Saved data entries
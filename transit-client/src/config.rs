//! Runtime configuration from the environment.
//!
//! Values are read from the process environment, after loading a `.env`
//! file if one is present.

use std::time::Duration;

use thiserror::Error;

use crate::api::TransitApiConfig;
use crate::feed::{DEFAULT_RECONNECT_DELAY, FeedConfig};

/// HTTP API base URL.
pub const API_URL_VAR: &str = "TRANSIT_API_URL";
/// Websocket base URL.
pub const WS_URL_VAR: &str = "TRANSIT_WS_URL";
/// Optional key for map imagery.
pub const MAPS_KEY_VAR: &str = "MAPS_API_KEY";
/// Optional feed reconnect delay in milliseconds; must be positive.
pub const RECONNECT_MS_VAR: &str = "FEED_RECONNECT_MS";

/// Errors reading configuration.
#[derive(Debug, Error, PartialEq, Eq)]
pub enum ConfigError {
    #[error("{0} is not set")]
    Missing(&'static str),

    #[error("{var} has invalid value {value:?}")]
    Invalid { var: &'static str, value: String },
}

/// Application configuration.
#[derive(Debug, Clone, PartialEq, Eq)]
pub struct AppConfig {
    pub api_url: String,
    pub ws_url: String,
    pub maps_api_key: Option<String>,
    pub reconnect_delay: Duration,
}

impl AppConfig {
    /// Load `.env` if present, then read the process environment.
    pub fn from_env() -> Result<Self, ConfigError> {
        // A missing .env is normal
        let _ = dotenvy::dotenv();
        Self::from_lookup(|var| dotenvy::var(var).ok())
    }

    /// Read configuration through `lookup`. Blank values count as unset.
    pub fn from_lookup<F>(lookup: F) -> Result<Self, ConfigError>
    where
        F: Fn(&str) -> Option<String>,
    {
        let get = |var: &str| lookup(var).filter(|v| !v.trim().is_empty());

        let api_url = get(API_URL_VAR).ok_or(ConfigError::Missing(API_URL_VAR))?;
        let ws_url = get(WS_URL_VAR).ok_or(ConfigError::Missing(WS_URL_VAR))?;
        let maps_api_key = get(MAPS_KEY_VAR);

        let reconnect_delay = match get(RECONNECT_MS_VAR) {
            // Zero would retry a refusing host in a tight loop
            Some(value) => match value.trim().parse::<u64>() {
                Ok(ms) if ms > 0 => Duration::from_millis(ms),
                _ => {
                    return Err(ConfigError::Invalid {
                        var: RECONNECT_MS_VAR,
                        value,
                    });
                }
            },
            None => DEFAULT_RECONNECT_DELAY,
        };

        Ok(Self {
            api_url,
            ws_url,
            maps_api_key,
            reconnect_delay,
        })
    }

    /// Client configuration for the HTTP API.
    pub fn api_config(&self) -> TransitApiConfig {
        TransitApiConfig::new(&self.api_url)
    }

    /// Client configuration for the position feed.
    pub fn feed_config(&self) -> FeedConfig {
        FeedConfig::new(&self.ws_url).with_reconnect_delay(self.reconnect_delay)
    }
}
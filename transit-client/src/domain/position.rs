//! Live vehicle positions.

use serde::{Deserialize, Serialize};

use super::RouteId;
use super::de::{float_or_string, float_or_string_or_zero, string_or_number};

/// The current position of one vehicle, as reported by the live feed.
#[derive(Debug, Clone, PartialEq, Serialize, Deserialize)]
pub struct VehiclePosition {
    #[serde(deserialize_with = "string_or_number")]
    pub vehicle_id: String,

    pub route_id: RouteId,

    #[serde(deserialize_with = "float_or_string")]
    pub latitude: f64,

    #[serde(deserialize_with = "float_or_string")]
    pub longitude: f64,

    /// Heading in degrees clockwise from north.
    #[serde(default, deserialize_with = "float_or_string_or_zero")]
    pub bearing: f64,

    #[serde(default)]
    pub route_short_name: String,

    /// Hex colour without the leading `#`.
    #[serde(default)]
    pub route_color: Option<String>,
}

impl VehiclePosition {
    /// Marker colour: the route colour as `#RRGGBB`, or black.
    pub fn marker_color(&self) -> String {
        match self.route_color.as_deref().map(str::trim) {
            Some(c) if !c.is_empty() => format!("#{}", c.trim_start_matches('#')),
            _ => "black".to_string(),
        }
    }

    /// Rotation for the vehicle icon in degrees (0-360).
    ///
    /// The icon artwork points south, hence the half turn.
    pub fn icon_rotation(&self) -> f64 {
        (self.bearing + 180.0).rem_euclid(360.0)
    }

    /// Marker title, e.g. "Bus 1203".
    pub fn marker_title(&self) -> String {
        format!("Bus {}", self.vehicle_id)
    }

    /// Marker description, e.g. "Route: 6".
    pub fn marker_description(&self) -> String {
        format!("Route: {}", self.route_short_name)
    }
}

#[cfg(test)]
mod tests {
    use super::*;

    fn bus(color: Option<&str>, bearing: f64) -> VehiclePosition {
        VehiclePosition {
            vehicle_id: "1203".to_string(),
            route_id: RouteId::new("6"),
            latitude: 39.1653,
            longitude: -86.5264,
            bearing,
            route_short_name: "6".to_string(),
            route_color: color.map(str::to_string),
        }
    }

    #[test]
    fn parse_full_position() {
        let json = r#"{
            "vehicle_id": "1203",
            "route_id": "6",
            "latitude": 39.1653,
            "longitude": -86.5264,
            "bearing": 270.0,
            "route_short_name": "6",
            "route_color": "990000"
        }"#;

        let pos: VehiclePosition = serde_json::from_str(json).unwrap();
        assert_eq!(pos.vehicle_id, "1203");
        assert_eq!(pos.route_id, RouteId::new("6"));
        assert_eq!(pos.bearing, 270.0);
        assert_eq!(pos.route_color.as_deref(), Some("990000"));
    }

    #[test]
    fn parse_sparse_position() {
        let json = r#"{"vehicle_id": 77, "route_id": 3, "latitude": "39.1", "longitude": "-86.5"}"#;

        let pos: VehiclePosition = serde_json::from_str(json).unwrap();
        assert_eq!(pos.vehicle_id, "77");
        assert_eq!(pos.route_id.as_str(), "3");
        assert_eq!(pos.bearing, 0.0);
        assert_eq!(pos.route_short_name, "");
        assert_eq!(pos.route_color, None);
    }

    #[test]
    fn missing_coordinates_rejected() {
        let json = r#"{"vehicle_id": "1", "route_id": "3", "latitude": 39.1}"#;
        assert!(serde_json::from_str::<VehiclePosition>(json).is_err());
    }

    #[test]
    fn marker_color_defaults_to_black() {
        assert_eq!(bus(Some("990000"), 0.0).marker_color(), "#990000");
        assert_eq!(bus(Some("#00FF00"), 0.0).marker_color(), "#00FF00");
        assert_eq!(bus(Some(""), 0.0).marker_color(), "black");
        assert_eq!(bus(None, 0.0).marker_color(), "black");
    }

    #[test]
    fn icon_rotation_wraps() {
        assert_eq!(bus(None, 0.0).icon_rotation(), 180.0);
        assert_eq!(bus(None, 270.0).icon_rotation(), 90.0);
        assert_eq!(bus(None, -90.0).icon_rotation(), 90.0);
    }

    #[test]
    fn marker_labels() {
        let b = bus(None, 0.0);
        assert_eq!(b.marker_title(), "Bus 1203");
        assert_eq!(b.marker_description(), "Route: 6");
    }
}
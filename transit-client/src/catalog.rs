//! Route catalog.

use std::sync::Arc;
use tokio::sync::RwLock;

use crate::api::{ApiError, TransitApiClient};
use crate::domain::{RouteId, RouteItem};

/// Thread-safe list of every route with its stops and shape.
///
/// Loaded once from the backend and replaced wholesale on refresh. Routes
/// keep the order the backend returned them in.
#[derive(Clone)]
pub struct RouteCatalog {
    inner: Arc<RwLock<Vec<RouteItem>>>,
    client: TransitApiClient,
}

impl RouteCatalog {
    /// Create a catalog by fetching from the backend.
    ///
    /// This will fail if the backend is unreachable.
    pub async fn fetch(client: TransitApiClient) -> Result<Self, ApiError> {
        let routes = client.all_routes().await?;

        Ok(Self {
            inner: Arc::new(RwLock::new(routes)),
            client,
        })
    }

    /// Create an empty catalog; call [`refresh`](Self::refresh) to fill it.
    pub fn empty(client: TransitApiClient) -> Self {
        Self {
            inner: Arc::new(RwLock::new(Vec::new())),
            client,
        }
    }

    /// Look up a route by id.
    pub async fn get(&self, route_id: &RouteId) -> Option<RouteItem> {
        let guard = self.inner.read().await;
        guard.iter().find(|r| r.id() == route_id).cloned()
    }

    /// A copy of every route.
    pub async fn routes(&self) -> Vec<RouteItem> {
        self.inner.read().await.clone()
    }

    /// Every route id, in catalog order.
    pub async fn ids(&self) -> Vec<RouteId> {
        let guard = self.inner.read().await;
        guard.iter().map(|r| r.id().clone()).collect()
    }

    /// Get the number of routes.
    pub async fn len(&self) -> usize {
        self.inner.read().await.len()
    }

    /// Check if the catalog is empty.
    pub async fn is_empty(&self) -> bool {
        self.inner.read().await.is_empty()
    }

    /// Refresh the catalog from the backend.
    ///
    /// On success, replaces the current routes. On failure, the existing
    /// routes are preserved and the error is returned.
    pub async fn refresh(&self) -> Result<usize, ApiError> {
        let routes = self.client.all_routes().await?;
        let count = routes.len();

        let mut guard = self.inner.write().await;
        *guard = routes;

        Ok(count)
    }
}
//! Position feed error types.

use tokio_tungstenite::tungstenite;

/// Errors raised while connecting to or reading from the position feed.
///
/// These never reach callers of [`FeedClient`](super::FeedClient): the feed
/// logs them and reconnects.
#[derive(Debug, thiserror::Error)]
pub enum FeedError {
    /// The websocket handshake or stream failed
    #[error("websocket error: {0}")]
    WebSocket(#[from] tungstenite::Error),

    /// The transport could not establish a connection
    #[error("connection failed: {0}")]
    Connect(String),
}

/// Reasons a single feed message is discarded.
#[derive(Debug, thiserror::Error)]
pub enum MessageError {
    /// Frame is not valid JSON
    #[error("invalid JSON: {0}")]
    InvalidJson(#[from] serde_json::Error),

    /// Frame has no `positions` array
    #[error("message has no positions array")]
    MissingPositions,
}
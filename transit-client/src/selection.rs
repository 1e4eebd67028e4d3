//! Selected routes, shared between the route list and the map.
//!
//! Exactly one [`SelectionWriter`] exists per selection; the route list owns
//! it. Everything else holds a cloneable [`SelectionHandle`] that can read
//! the current set and wait for changes.

use std::collections::HashSet;

use tokio::sync::watch;

use crate::domain::{RouteId, VehiclePosition};

/// Create an empty selection, returning its single writer and a reader.
pub fn channel() -> (SelectionWriter, SelectionHandle) {
    let (tx, rx) = watch::channel(HashSet::new());
    (SelectionWriter { tx }, SelectionHandle { rx })
}

/// The only way to change a selection.
#[derive(Debug)]
pub struct SelectionWriter {
    tx: watch::Sender<HashSet<RouteId>>,
}

impl SelectionWriter {
    /// Select the route if it is not selected, otherwise deselect it.
    ///
    /// Returns whether the route is selected afterwards.
    pub fn toggle(&self, route_id: &RouteId) -> bool {
        let mut selected = false;
        self.tx.send_modify(|set| {
            selected = if set.remove(route_id) {
                false
            } else {
                set.insert(route_id.clone());
                true
            };
        });
        selected
    }

    /// Select every route in `all` when nothing is selected; otherwise clear.
    pub fn toggle_all<I>(&self, all: I)
    where
        I: IntoIterator<Item = RouteId>,
    {
        self.tx.send_modify(|set| {
            if set.is_empty() {
                set.extend(all);
            } else {
                set.clear();
            }
        });
    }

    /// Replace the selection.
    pub fn set<I>(&self, routes: I)
    where
        I: IntoIterator<Item = RouteId>,
    {
        self.tx.send_replace(routes.into_iter().collect());
    }

    /// Deselect everything.
    pub fn clear(&self) {
        self.tx.send_if_modified(|set| {
            let changed = !set.is_empty();
            set.clear();
            changed
        });
    }

    /// A new reader for this selection.
    pub fn handle(&self) -> SelectionHandle {
        SelectionHandle {
            rx: self.tx.subscribe(),
        }
    }
}

/// Read access to a selection.
#[derive(Debug, Clone)]
pub struct SelectionHandle {
    rx: watch::Receiver<HashSet<RouteId>>,
}

impl SelectionHandle {
    /// Whether `route_id` is selected.
    pub fn contains(&self, route_id: &RouteId) -> bool {
        self.rx.borrow().contains(route_id)
    }

    /// A copy of the current selection.
    pub fn snapshot(&self) -> HashSet<RouteId> {
        self.rx.borrow().clone()
    }

    /// Number of selected routes.
    pub fn len(&self) -> usize {
        self.rx.borrow().len()
    }

    /// Whether nothing is selected.
    pub fn is_empty(&self) -> bool {
        self.rx.borrow().is_empty()
    }

    /// Keep only the positions on selected routes.
    pub fn filter_positions<'a>(&self, positions: &'a [VehiclePosition]) -> Vec<&'a VehiclePosition> {
        let selected = self.rx.borrow();
        positions
            .iter()
            .filter(|p| selected.contains(&p.route_id))
            .collect()
    }

    /// Wait until the selection changes.
    ///
    /// Returns `false` once the writer has been dropped.
    pub async fn changed(&mut self) -> bool {
        self.rx.changed().await.is_ok()
    }
}

#[cfg(test)]
mod tests {
    use super::*;

    fn id(s: &str) -> RouteId {
        RouteId::new(s)
    }

    fn bus(vehicle: &str, route: &str) -> VehiclePosition {
        VehiclePosition {
            vehicle_id: vehicle.to_string(),
            route_id: id(route),
            latitude: 39.0,
            longitude: -86.0,
            bearing: 0.0,
            route_short_name: route.to_string(),
            route_color: None,
        }
    }

    #[test]
    fn toggle_selects_and_deselects() {
        let (writer, handle) = channel();

        assert!(writer.toggle(&id("3")));
        assert!(handle.contains(&id("3")));

        assert!(!writer.toggle(&id("3")));
        assert!(!handle.contains(&id("3")));
        assert!(handle.is_empty());
    }

    #[test]
    fn toggle_all_selects_then_clears() {
        let (writer, handle) = channel();
        let all = || vec![id("1"), id("2"), id("3")];

        writer.toggle_all(all());
        assert_eq!(handle.len(), 3);

        writer.toggle_all(all());
        assert!(handle.is_empty());

        // Partial selection clears rather than completing
        writer.toggle(&id("2"));
        writer.toggle_all(all());
        assert!(handle.is_empty());
    }

    #[test]
    fn set_and_clear() {
        let (writer, handle) = channel();
        writer.set([id("4"), id("5")]);
        assert_eq!(
            handle.snapshot(),
            HashSet::from([id("4"), id("5")])
        );

        writer.clear();
        assert!(handle.is_empty());
    }

    #[test]
    fn filter_keeps_selected_routes_only() {
        let (writer, handle) = channel();
        let positions = vec![bus("a", "1"), bus("b", "2"), bus("c", "1")];

        assert!(handle.filter_positions(&positions).is_empty());

        writer.toggle(&id("1"));
        let visible: Vec<_> = handle
            .filter_positions(&positions)
            .into_iter()
            .map(|p| p.vehicle_id.as_str())
            .collect();
        assert_eq!(visible, vec!["a", "c"]);
        assert_eq!(positions.len(), 3);
    }

    #[tokio::test]
    async fn handles_observe_changes() {
        let (writer, mut handle) = channel();
        let other = writer.handle();

        writer.toggle(&id("7"));
        assert!(handle.changed().await);
        assert!(other.contains(&id("7")));

        drop(writer);
        assert!(!handle.changed().await);
    }

    #[tokio::test]
    async fn clearing_empty_selection_does_not_notify() {
        let (writer, mut handle) = channel();
        writer.clear();

        let waited =
            tokio::time::timeout(std::time::Duration::from_millis(20), handle.changed()).await;
        assert!(waited.is_err());
        drop(writer);
    }
}
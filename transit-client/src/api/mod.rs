//! Transit backend HTTP API.
//!
//! Two endpoints are consumed:
//! - `GET /all-routes/details`: every route with its stops and shape
//! - `GET /routes/{route_id}/schedule`: today's trips for one route
//!
//! Failures are returned to the caller and never retried here.

mod client;
mod error;
mod types;


pub use client::{TransitApiClient, TransitApiConfig};
pub use error::ApiError;
pub use types::{AllRoutesResponse, RouteSchedule, ScheduleResponse};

_The task_: Above are some records. Copy each of their lines that holds the string "bearing".

_Answer space_:
    pub bearing: f64,
        (self.bearing + 180.0).rem_euclid(360.0)
    fn bus(color: Option<&str>, bearing: f64) -> VehiclePosition {
            bearing,
            "bearing": 270.0,
        assert_eq!(pos.bearing, 270.0);
        assert_eq!(pos.bearing, 0.0);
            bearing: 0.0,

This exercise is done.